WHAT YOU NEED TO DO
The expected response is a copy of every line in the entries below that includes the word "PRIME".

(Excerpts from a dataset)
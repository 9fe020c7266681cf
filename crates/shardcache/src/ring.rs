// Copyright (c) Microsoft Corporation.
// Licensed under the MIT License.

//! Weighted consistent hashing.

use std::{
    collections::{HashMap, HashSet},
    fmt::{self, Display},
    hash::Hash,
};

use parking_lot::Mutex;
use xxhash_rust::xxh3::xxh3_64;

/// The weight that gives a node the full baseline of virtual replicas.
pub const TOP_WEIGHT: u32 = 100;

const MIN_REPLICAS: usize = 100;
const PRIME: u32 = 16_777_619;

/// A consistent hash ring mapping keys to weighted nodes.
///
/// Every node is placed on the ring at several virtual positions (replicas), each derived
/// from the node's display form followed by the replica ordinal. A key belongs to the
/// first position at or after its own hash, wrapping around at the end of the ring.
///
/// All operations take a single exclusive lock; topology changes are rare compared to
/// lookups.
///
/// # Examples
///
/// ```
/// use shardcache::Ring;
///
/// let ring = Ring::new(100);
/// ring.add("10.0.0.1:6379");
/// ring.add_with_weight("10.0.0.2:6379", 50);
///
/// let owner = ring.get("user:42").unwrap();
/// assert!(owner == "10.0.0.1:6379" || owner == "10.0.0.2:6379");
///
/// ring.remove(&"10.0.0.1:6379");
/// assert_eq!(ring.get("user:42"), Some("10.0.0.2:6379"));
/// ```
pub struct Ring<N> {
    replicas: usize,
    state: Mutex<RingState<N>>,
}

struct RingState<N> {
    // Sorted ascending; may hold the same position twice when replicas collide.
    keys: Vec<u64>,
    ring: HashMap<u64, Vec<N>>,
    nodes: HashSet<N>,
}

impl<N> Default for RingState<N> {
    fn default() -> Self {
        Self {
            keys: Vec::new(),
            ring: HashMap::new(),
            nodes: HashSet::new(),
        }
    }
}

impl<N> fmt::Debug for Ring<N> {
    fn fmt(&self, f: &mut fmt::Formatter<'_>) -> fmt::Result {
        let state = self.state.lock();
        f.debug_struct("Ring")
            .field("replicas", &self.replicas)
            .field("nodes", &state.nodes.len())
            .field("positions", &state.keys.len())
            .finish()
    }
}

impl<N> Default for Ring<N> {
    fn default() -> Self {
        Self::new(MIN_REPLICAS)
    }
}

impl<N> Ring<N> {
    /// Creates an empty ring with `replicas` virtual positions per full-weight node.
    ///
    /// Values below 100 are raised to 100.
    #[must_use]
    pub fn new(replicas: usize) -> Self {
        Self {
            replicas: replicas.max(MIN_REPLICAS),
            state: Mutex::new(RingState::default()),
        }
    }

    /// The baseline number of replicas per node.
    #[must_use]
    pub fn replicas(&self) -> usize {
        self.replicas
    }

    /// Number of distinct nodes on the ring.
    #[must_use]
    pub fn len(&self) -> usize {
        self.state.lock().nodes.len()
    }

    /// Returns `true` if no node has been added.
    #[must_use]
    pub fn is_empty(&self) -> bool {
        self.state.lock().nodes.is_empty()
    }
}

impl<N> Ring<N>
where
    N: Display + Clone + Eq + Hash,
{
    /// Adds `node` with the full baseline of replicas.
    pub fn add(&self, node: N) {
        self.add_with_replicas(node, self.replicas);
    }

    /// Adds `node` with `replicas` virtual positions, capped at the baseline.
    ///
    /// Any previous registration of `node` is replaced. A node with zero replicas owns no
    /// keys and is not counted by [`Ring::len`].
    pub fn add_with_replicas(&self, node: N, replicas: usize) {
        let replicas = replicas.min(self.replicas);
        let repr = node.to_string();

        let mut state = self.state.lock();
        self.remove_locked(&mut state, &node, &repr);
        if replicas == 0 {
            return;
        }

        state.keys.reserve(replicas);
        for ordinal in 0..replicas {
            let position = position_of(&repr, ordinal);
            state.keys.push(position);
            state.ring.entry(position).or_default().push(node.clone());
        }
        state.keys.sort_unstable();
        state.nodes.insert(node);
    }

    /// Adds `node` with replicas proportional to `weight` out of [`TOP_WEIGHT`].
    ///
    /// Weights above [`TOP_WEIGHT`] get the full baseline.
    pub fn add_with_weight(&self, node: N, weight: u32) {
        let weight = weight.min(TOP_WEIGHT) as usize;
        self.add_with_replicas(node, self.replicas * weight / TOP_WEIGHT as usize);
    }

    /// Removes every virtual position of `node`. Does nothing if the node is unknown.
    pub fn remove(&self, node: &N) {
        let repr = node.to_string();
        let mut state = self.state.lock();
        self.remove_locked(&mut state, node, &repr);
    }

    /// Returns the node owning `key`, or `None` if the ring is empty.
    pub fn get<K>(&self, key: &K) -> Option<N>
    where
        K: Display + ?Sized,
    {
        let repr = key.to_string();
        let hash = xxh3_64(repr.as_bytes());

        let state = self.state.lock();
        if state.keys.is_empty() {
            return None;
        }

        let index = state.keys.partition_point(|&position| position < hash) % state.keys.len();
        let bucket = state.ring.get(&state.keys[index])?;
        match bucket.as_slice() {
            [] => None,
            [node] => Some(node.clone()),
            nodes => {
                let inner = xxh3_64(format!("{PRIME}:{repr}").as_bytes());
                let pick = usize::try_from(inner % nodes.len() as u64).unwrap_or_default();
                nodes.get(pick).cloned()
            }
        }
    }

    fn remove_locked(&self, state: &mut RingState<N>, node: &N, repr: &str) {
        if !state.nodes.remove(node) {
            return;
        }

        for ordinal in 0..self.replicas {
            let position = position_of(repr, ordinal);
            let Some(bucket) = state.ring.get_mut(&position) else {
                continue;
            };
            let Some(slot) = bucket.iter().position(|candidate| candidate == node) else {
                continue;
            };

            bucket.remove(slot);
            if bucket.is_empty() {
                state.ring.remove(&position);
            }
            if let Ok(index) = state.keys.binary_search(&position) {
                state.keys.remove(index);
            }
        }
    }
}

fn position_of(repr: &str, ordinal: usize) -> u64 {
    xxh3_64(format!("{repr}{ordinal}").as_bytes())
}

#[cfg(test)]
mod tests {
    use super::*;

    fn check_invariants<N: Eq + Hash>(ring: &Ring<N>) {
        let state = ring.state.lock();
        assert!(state.keys.is_sorted(), "positions must stay sorted");
        for position in &state.keys {
            let bucket = state.ring.get(position).expect("every position has a bucket");
            assert!(!bucket.is_empty());
        }
        let total: usize = state.ring.values().map(Vec::len).sum();
        assert_eq!(total, state.keys.len());
    }

    #[test]
    fn replicas_are_raised_to_minimum() {
        assert_eq!(Ring::<String>::new(10).replicas(), 100);
        assert_eq!(Ring::<String>::new(250).replicas(), 250);
        assert_eq!(Ring::<String>::default().replicas(), 100);
    }

    #[test]
    fn empty_ring_resolves_nothing() {
        let ring = Ring::<String>::default();
        assert!(ring.is_empty());
        assert_eq!(ring.get("key"), None);
    }

    #[test]
    fn weight_scales_replicas() {
        let ring = Ring::new(100);
        ring.add_with_weight("a", 40);
        assert_eq!(ring.state.lock().keys.len(), 40);

        ring.add_with_weight("a", 1000);
        assert_eq!(ring.state.lock().keys.len(), 100);
        check_invariants(&ring);
    }

    #[test]
    fn replicas_are_capped_at_baseline() {
        let ring = Ring::new(100);
        ring.add_with_replicas("a", 500);
        assert_eq!(ring.state.lock().keys.len(), 100);
    }

    #[test]
    fn re_adding_replaces_previous_registration() {
        let ring = Ring::new(100);
        ring.add("a");
        ring.add_with_weight("a", 10);

        assert_eq!(ring.len(), 1);
        assert_eq!(ring.state.lock().keys.len(), 10);
        check_invariants(&ring);
    }

    #[test]
    fn zero_weight_node_owns_nothing() {
        let ring = Ring::new(100);
        ring.add("a");
        ring.add_with_weight("b", 0);

        assert_eq!(ring.len(), 1);
        for i in 0..1000 {
            assert_eq!(ring.get(&i), Some("a"));
        }
    }

    #[test]
    fn ring_of_zero_weight_nodes_is_empty() {
        let ring = Ring::new(100);
        ring.add_with_weight("a", 0);
        ring.add_with_replicas("b", 0);

        assert!(ring.is_empty());
        assert_eq!(ring.len(), 0);
        assert_eq!(ring.get("key"), None);
        check_invariants(&ring);
    }

    #[test]
    fn re_adding_with_zero_weight_takes_node_out() {
        let ring = Ring::new(100);
        ring.add("a");
        ring.add("b");
        ring.add_with_weight("b", 0);

        assert_eq!(ring.len(), 1);
        for i in 0..1000 {
            assert_eq!(ring.get(&i), Some("a"));
        }
        check_invariants(&ring);
    }

    #[test]
    fn removing_unknown_node_is_a_no_op() {
        let ring = Ring::new(100);
        ring.add("a");
        ring.remove(&"b");
        assert_eq!(ring.len(), 1);
        check_invariants(&ring);
    }

    #[test]
    fn lookups_are_deterministic() {
        let ring = Ring::new(100);
        for node in ["a", "b", "c"] {
            ring.add(node);
        }
        for i in 0..100 {
            assert_eq!(ring.get(&i), ring.get(&i));
        }
    }

    #[test]
    fn colliding_positions_break_ties_by_key() {
        let ring = Ring::new(100);
        ring.add("a");
        ring.add("b");
        {
            // Force every position into one shared bucket.
            let mut state = ring.state.lock();
            state.keys = vec![0];
            state.ring.clear();
            state.ring.insert(0, vec!["a", "b"]);
        }

        let owners: HashSet<_> = (0..100).filter_map(|i| ring.get(&i)).collect();
        assert_eq!(owners.len(), 2, "both colliding nodes should own some keys");
        assert_eq!(ring.get("stable"), ring.get("stable"));
    }

    #[test]
    fn debug_reports_sizes() {
        let ring = Ring::new(100);
        ring.add("a");
        let debug = format!("{ring:?}");
        assert!(debug.contains("nodes: 1"), "{debug}");
        assert!(debug.contains("positions: 100"), "{debug}");
    }
}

SOLUTION BELOW
const PRIME: u32 = 16_777_619;
                let inner = xxh3_64(format!("{PRIME}:{repr}").as_bytes());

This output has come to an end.